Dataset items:
=== Begin Enclosure ===
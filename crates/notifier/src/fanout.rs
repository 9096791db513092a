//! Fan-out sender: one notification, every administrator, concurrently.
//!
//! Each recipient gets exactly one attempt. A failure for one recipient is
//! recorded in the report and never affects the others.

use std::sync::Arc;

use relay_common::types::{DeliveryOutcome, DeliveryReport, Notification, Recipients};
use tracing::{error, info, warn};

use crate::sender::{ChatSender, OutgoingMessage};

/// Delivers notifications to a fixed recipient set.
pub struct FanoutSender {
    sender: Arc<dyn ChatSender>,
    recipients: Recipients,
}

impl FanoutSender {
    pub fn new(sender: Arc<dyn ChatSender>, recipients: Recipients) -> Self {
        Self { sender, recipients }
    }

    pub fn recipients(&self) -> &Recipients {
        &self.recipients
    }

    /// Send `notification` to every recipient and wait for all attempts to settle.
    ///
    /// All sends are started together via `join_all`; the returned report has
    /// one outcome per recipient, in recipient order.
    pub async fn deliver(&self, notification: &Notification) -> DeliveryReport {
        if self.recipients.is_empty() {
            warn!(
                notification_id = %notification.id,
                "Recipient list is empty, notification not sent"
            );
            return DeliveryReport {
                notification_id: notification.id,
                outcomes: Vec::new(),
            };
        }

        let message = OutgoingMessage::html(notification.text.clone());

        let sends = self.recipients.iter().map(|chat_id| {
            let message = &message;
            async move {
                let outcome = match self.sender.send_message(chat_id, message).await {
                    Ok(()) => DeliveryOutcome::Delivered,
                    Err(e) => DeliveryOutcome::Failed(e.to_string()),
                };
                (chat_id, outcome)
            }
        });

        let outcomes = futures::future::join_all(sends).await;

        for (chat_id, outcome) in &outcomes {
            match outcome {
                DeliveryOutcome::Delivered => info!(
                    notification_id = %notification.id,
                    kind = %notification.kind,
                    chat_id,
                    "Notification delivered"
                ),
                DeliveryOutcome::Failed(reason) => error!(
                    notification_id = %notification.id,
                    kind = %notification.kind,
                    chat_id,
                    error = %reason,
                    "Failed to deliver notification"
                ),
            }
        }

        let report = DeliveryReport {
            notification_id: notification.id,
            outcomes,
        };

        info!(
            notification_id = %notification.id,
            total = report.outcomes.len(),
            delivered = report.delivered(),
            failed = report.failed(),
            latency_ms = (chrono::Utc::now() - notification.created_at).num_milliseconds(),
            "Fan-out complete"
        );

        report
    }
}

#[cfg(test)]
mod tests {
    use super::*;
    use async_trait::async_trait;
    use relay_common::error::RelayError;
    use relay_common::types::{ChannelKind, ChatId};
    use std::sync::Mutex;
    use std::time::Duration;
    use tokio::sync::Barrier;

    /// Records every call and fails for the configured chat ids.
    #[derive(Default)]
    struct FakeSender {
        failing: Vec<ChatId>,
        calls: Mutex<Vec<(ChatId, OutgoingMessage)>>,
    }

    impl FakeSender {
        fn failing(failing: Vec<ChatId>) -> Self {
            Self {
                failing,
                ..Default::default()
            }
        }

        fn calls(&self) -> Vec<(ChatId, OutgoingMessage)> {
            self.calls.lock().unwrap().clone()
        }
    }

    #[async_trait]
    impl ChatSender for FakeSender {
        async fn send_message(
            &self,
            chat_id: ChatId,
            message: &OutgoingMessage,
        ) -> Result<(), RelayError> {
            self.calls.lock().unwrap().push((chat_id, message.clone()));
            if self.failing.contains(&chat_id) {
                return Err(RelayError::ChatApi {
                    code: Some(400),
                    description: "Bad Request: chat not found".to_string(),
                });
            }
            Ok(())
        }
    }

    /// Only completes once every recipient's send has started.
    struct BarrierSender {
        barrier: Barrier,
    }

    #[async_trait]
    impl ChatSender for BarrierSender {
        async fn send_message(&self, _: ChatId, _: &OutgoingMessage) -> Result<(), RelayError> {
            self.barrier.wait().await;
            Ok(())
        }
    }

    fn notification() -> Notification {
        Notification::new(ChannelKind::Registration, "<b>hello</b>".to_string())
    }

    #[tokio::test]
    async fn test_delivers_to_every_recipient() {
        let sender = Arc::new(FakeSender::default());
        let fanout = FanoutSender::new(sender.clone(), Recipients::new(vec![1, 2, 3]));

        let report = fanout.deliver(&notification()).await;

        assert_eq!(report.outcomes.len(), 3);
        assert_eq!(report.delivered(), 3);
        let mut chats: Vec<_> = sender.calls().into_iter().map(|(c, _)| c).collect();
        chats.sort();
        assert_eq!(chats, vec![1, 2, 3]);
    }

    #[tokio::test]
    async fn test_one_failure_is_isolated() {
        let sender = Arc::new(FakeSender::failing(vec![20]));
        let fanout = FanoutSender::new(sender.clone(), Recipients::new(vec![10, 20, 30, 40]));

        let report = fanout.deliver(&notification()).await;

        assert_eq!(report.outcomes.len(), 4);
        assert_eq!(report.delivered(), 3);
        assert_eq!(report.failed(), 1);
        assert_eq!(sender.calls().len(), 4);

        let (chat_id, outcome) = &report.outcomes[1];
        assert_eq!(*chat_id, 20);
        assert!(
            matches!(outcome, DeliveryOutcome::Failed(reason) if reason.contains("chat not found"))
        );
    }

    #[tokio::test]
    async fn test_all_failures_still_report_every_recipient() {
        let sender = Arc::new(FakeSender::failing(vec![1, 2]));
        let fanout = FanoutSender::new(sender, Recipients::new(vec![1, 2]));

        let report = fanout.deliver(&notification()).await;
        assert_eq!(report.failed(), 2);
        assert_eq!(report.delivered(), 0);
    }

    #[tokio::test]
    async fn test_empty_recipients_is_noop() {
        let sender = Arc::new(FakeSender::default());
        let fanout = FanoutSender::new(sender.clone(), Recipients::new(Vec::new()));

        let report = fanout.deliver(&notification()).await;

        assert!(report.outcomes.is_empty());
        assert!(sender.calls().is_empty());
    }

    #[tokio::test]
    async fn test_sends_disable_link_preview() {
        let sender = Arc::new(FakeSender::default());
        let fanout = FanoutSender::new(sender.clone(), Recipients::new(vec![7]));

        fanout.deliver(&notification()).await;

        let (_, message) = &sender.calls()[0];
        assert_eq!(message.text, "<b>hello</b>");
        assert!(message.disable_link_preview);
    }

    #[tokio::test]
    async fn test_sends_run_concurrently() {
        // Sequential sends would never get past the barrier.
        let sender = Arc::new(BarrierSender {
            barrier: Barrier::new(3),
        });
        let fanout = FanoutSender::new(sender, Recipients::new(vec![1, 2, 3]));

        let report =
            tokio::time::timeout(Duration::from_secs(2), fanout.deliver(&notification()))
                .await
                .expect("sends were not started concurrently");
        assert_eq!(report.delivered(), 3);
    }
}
=== End Enclosure ===
=== Begin Enclosure ===
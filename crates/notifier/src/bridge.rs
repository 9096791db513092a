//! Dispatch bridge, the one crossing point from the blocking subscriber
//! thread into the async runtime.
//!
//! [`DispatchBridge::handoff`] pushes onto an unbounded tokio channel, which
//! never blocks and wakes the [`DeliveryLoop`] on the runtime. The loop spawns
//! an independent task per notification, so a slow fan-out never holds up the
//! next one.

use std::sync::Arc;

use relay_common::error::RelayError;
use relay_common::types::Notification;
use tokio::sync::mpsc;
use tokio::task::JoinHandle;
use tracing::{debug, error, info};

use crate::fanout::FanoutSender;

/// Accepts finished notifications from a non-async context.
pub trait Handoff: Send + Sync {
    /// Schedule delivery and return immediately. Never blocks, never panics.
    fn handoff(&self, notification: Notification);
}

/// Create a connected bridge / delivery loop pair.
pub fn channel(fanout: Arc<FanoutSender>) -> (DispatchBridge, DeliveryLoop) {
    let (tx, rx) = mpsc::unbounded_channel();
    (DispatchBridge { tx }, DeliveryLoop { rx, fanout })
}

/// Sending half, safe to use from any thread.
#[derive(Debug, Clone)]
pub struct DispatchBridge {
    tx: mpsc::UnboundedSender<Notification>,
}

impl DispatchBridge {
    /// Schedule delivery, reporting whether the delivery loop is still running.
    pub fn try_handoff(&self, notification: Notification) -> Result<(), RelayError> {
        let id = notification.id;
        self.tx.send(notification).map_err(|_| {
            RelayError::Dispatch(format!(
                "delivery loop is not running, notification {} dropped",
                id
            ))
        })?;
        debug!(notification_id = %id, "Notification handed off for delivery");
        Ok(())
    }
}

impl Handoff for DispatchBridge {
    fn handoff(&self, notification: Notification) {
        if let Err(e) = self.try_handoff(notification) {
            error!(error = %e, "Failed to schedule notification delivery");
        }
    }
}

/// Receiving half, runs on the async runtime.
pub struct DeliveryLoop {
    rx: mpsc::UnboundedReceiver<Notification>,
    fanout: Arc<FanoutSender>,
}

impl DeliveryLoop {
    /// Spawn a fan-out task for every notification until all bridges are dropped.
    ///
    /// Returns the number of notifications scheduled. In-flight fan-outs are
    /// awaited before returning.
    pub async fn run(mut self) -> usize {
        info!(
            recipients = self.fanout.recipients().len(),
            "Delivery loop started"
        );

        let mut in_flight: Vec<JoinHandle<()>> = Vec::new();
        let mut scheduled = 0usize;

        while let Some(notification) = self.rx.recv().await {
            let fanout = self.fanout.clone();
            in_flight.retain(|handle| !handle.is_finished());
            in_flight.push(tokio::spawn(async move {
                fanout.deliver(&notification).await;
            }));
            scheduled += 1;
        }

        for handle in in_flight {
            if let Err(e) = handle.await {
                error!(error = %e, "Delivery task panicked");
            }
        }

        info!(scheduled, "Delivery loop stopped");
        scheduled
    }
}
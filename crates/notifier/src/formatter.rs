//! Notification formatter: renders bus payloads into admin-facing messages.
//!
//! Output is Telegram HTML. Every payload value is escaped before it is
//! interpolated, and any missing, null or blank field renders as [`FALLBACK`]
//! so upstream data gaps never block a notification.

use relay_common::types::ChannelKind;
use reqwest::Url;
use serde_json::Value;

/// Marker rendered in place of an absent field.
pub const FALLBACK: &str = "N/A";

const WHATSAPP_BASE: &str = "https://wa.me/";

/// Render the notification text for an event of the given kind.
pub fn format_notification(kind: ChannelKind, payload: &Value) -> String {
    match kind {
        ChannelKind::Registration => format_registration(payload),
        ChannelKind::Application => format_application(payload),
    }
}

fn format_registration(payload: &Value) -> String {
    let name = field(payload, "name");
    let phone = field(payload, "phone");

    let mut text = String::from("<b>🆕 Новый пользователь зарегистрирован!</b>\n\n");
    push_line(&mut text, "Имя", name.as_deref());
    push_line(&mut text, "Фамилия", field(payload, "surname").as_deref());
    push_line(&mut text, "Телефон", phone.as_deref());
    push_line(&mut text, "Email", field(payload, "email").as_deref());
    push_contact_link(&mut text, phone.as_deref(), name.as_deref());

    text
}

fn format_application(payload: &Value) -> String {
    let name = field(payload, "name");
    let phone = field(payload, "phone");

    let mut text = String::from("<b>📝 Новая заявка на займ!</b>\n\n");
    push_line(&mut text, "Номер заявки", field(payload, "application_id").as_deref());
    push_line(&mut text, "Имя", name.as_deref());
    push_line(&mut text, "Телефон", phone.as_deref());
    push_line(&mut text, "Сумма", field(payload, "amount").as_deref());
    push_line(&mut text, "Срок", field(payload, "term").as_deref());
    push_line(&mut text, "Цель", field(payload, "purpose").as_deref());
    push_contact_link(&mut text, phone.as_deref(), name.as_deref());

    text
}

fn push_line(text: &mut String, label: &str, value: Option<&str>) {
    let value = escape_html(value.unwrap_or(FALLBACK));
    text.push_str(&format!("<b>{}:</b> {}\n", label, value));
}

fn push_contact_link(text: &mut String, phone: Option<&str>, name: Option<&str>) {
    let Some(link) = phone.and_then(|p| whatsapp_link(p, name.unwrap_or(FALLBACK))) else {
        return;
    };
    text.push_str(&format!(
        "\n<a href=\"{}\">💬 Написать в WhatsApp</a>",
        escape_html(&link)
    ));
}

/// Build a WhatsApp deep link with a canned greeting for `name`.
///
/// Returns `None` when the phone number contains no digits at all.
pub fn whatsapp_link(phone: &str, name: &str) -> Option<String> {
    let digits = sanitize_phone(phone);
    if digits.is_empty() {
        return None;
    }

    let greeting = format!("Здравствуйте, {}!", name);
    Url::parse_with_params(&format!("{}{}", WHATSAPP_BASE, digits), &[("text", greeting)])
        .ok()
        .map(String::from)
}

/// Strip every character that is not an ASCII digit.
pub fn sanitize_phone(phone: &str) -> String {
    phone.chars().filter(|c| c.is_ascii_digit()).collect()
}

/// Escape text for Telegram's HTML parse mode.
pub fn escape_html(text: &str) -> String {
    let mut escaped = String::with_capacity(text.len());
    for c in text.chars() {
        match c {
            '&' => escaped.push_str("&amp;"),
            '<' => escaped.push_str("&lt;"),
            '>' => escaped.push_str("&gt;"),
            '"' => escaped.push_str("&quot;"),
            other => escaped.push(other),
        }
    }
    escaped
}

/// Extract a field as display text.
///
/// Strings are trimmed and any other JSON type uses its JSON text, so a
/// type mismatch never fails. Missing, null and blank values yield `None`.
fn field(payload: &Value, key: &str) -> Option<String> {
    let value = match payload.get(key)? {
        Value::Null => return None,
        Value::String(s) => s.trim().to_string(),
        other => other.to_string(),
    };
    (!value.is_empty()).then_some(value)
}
=== End Enclosure ===
> **Your assignment**:
Given the entries above, count how many lines include the word "chars"; respond with the number only.

> **Task answer**:
2